Look through the data below and work out how many lines hold "PathBuf"; state only the number.

━━ Material for this task

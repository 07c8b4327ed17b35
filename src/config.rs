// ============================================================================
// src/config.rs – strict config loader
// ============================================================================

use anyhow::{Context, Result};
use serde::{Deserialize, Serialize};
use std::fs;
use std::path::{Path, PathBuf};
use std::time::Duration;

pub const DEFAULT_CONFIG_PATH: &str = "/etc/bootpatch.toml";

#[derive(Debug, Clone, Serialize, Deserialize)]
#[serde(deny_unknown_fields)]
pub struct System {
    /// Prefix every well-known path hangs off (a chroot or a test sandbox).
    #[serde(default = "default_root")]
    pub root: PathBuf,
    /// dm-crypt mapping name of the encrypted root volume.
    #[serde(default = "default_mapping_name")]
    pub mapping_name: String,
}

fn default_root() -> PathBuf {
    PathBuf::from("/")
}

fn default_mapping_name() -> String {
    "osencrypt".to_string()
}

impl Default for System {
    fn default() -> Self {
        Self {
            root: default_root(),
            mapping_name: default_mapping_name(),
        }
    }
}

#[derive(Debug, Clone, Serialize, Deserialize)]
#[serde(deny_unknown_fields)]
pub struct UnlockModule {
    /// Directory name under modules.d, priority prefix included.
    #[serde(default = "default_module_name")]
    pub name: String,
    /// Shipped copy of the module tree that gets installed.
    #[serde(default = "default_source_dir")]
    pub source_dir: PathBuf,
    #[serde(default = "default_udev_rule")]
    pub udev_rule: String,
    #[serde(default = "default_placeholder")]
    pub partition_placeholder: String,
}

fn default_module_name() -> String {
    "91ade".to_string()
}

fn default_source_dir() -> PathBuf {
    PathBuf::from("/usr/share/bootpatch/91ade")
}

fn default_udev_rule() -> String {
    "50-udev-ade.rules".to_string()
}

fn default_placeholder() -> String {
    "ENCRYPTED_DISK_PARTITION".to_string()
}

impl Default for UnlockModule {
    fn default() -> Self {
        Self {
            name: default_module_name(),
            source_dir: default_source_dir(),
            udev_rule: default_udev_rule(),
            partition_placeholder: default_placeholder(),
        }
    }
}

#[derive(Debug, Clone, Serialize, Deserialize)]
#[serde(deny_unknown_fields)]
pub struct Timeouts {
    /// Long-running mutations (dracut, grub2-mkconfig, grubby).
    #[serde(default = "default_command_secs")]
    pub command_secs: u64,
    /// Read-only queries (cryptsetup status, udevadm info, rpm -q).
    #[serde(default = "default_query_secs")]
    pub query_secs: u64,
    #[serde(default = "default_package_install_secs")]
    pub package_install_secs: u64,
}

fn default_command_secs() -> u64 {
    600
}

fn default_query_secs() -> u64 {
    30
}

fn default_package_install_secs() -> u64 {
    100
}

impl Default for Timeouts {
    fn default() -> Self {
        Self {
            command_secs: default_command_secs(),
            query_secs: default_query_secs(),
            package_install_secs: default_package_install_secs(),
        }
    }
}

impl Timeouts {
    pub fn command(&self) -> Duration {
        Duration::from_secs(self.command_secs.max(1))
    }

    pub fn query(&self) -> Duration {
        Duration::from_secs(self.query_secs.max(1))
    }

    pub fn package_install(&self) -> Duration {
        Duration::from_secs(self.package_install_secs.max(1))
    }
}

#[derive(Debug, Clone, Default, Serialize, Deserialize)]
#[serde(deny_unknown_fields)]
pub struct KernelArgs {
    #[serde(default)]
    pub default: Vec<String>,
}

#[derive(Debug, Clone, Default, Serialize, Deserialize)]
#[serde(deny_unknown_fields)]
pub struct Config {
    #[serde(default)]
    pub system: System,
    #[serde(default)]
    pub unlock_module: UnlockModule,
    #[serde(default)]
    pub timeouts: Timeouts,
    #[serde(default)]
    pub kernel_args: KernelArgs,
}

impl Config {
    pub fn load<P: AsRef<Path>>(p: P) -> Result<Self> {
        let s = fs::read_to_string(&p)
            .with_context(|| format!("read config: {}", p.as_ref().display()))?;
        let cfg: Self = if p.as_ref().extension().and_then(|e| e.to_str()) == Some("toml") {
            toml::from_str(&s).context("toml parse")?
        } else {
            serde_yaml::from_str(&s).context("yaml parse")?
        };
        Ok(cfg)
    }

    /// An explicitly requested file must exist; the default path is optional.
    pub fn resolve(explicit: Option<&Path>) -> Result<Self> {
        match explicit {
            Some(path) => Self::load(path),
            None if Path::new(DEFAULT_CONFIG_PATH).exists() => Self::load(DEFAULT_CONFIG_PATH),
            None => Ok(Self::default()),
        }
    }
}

━━━━

[Reply]
7